### Source data:
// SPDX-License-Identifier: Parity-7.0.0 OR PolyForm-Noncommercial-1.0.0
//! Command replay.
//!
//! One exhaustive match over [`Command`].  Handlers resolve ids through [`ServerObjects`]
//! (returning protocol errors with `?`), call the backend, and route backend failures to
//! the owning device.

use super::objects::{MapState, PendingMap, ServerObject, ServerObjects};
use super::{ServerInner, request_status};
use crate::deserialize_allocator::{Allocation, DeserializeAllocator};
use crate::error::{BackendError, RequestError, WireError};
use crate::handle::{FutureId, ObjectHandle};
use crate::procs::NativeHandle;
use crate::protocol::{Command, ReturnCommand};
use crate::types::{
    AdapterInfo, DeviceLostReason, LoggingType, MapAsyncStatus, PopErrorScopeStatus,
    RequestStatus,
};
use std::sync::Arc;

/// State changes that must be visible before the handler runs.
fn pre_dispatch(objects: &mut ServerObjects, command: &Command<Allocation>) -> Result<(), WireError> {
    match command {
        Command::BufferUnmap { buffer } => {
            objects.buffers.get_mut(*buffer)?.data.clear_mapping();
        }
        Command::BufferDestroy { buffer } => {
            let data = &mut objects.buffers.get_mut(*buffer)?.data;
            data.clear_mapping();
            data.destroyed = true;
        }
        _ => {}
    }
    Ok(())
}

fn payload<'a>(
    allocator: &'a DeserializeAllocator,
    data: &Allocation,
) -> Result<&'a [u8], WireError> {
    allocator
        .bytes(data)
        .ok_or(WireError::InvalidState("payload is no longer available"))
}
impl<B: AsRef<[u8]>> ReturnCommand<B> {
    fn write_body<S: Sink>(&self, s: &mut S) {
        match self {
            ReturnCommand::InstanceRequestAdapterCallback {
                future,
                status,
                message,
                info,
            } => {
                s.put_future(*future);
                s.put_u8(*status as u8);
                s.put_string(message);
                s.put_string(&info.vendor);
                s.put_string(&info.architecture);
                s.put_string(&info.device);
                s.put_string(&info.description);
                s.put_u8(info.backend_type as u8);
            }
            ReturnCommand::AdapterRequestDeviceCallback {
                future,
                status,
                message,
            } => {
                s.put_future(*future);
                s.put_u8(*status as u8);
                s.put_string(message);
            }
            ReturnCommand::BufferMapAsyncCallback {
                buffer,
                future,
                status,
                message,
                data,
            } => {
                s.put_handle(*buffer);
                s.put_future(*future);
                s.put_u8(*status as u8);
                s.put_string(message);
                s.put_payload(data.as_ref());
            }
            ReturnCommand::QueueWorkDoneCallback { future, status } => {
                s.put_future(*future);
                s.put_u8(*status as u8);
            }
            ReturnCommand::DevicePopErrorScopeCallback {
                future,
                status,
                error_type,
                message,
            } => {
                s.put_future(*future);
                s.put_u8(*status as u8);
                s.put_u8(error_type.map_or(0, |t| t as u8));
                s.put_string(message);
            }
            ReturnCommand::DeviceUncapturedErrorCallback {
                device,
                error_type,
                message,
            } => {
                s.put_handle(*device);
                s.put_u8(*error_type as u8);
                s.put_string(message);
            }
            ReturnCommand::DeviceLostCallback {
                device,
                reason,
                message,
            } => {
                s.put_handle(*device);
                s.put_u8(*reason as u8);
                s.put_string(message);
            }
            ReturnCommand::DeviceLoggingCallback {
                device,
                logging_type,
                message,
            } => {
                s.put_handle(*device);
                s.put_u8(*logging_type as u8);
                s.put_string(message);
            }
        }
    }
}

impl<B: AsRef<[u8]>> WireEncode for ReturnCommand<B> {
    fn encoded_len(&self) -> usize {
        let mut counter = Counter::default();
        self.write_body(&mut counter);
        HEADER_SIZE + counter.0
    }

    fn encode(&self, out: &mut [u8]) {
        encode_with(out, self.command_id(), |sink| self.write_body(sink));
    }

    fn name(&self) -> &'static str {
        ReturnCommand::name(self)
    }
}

### Exercise description:
From the first line above through the line that contains "the handler runs.", quote each line exactly. Output nothing more.

### Result for this task:
// SPDX-License-Identifier: Parity-7.0.0 OR PolyForm-Noncommercial-1.0.0
//! Command replay.
//!
//! One exhaustive match over [`Command`].  Handlers resolve ids through [`ServerObjects`]
//! (returning protocol errors with `?`), call the backend, and route backend failures to
//! the owning device.

use super::objects::{MapState, PendingMap, ServerObject, ServerObjects};
use super::{ServerInner, request_status};
use crate::deserialize_allocator::{Allocation, DeserializeAllocator};
use crate::error::{BackendError, RequestError, WireError};
use crate::handle::{FutureId, ObjectHandle};
use crate::procs::NativeHandle;
use crate::protocol::{Command, ReturnCommand};
use crate::types::{
    AdapterInfo, DeviceLostReason, LoggingType, MapAsyncStatus, PopErrorScopeStatus,
    RequestStatus,
};
use std::sync::Arc;

/// State changes that must be visible before the handler runs.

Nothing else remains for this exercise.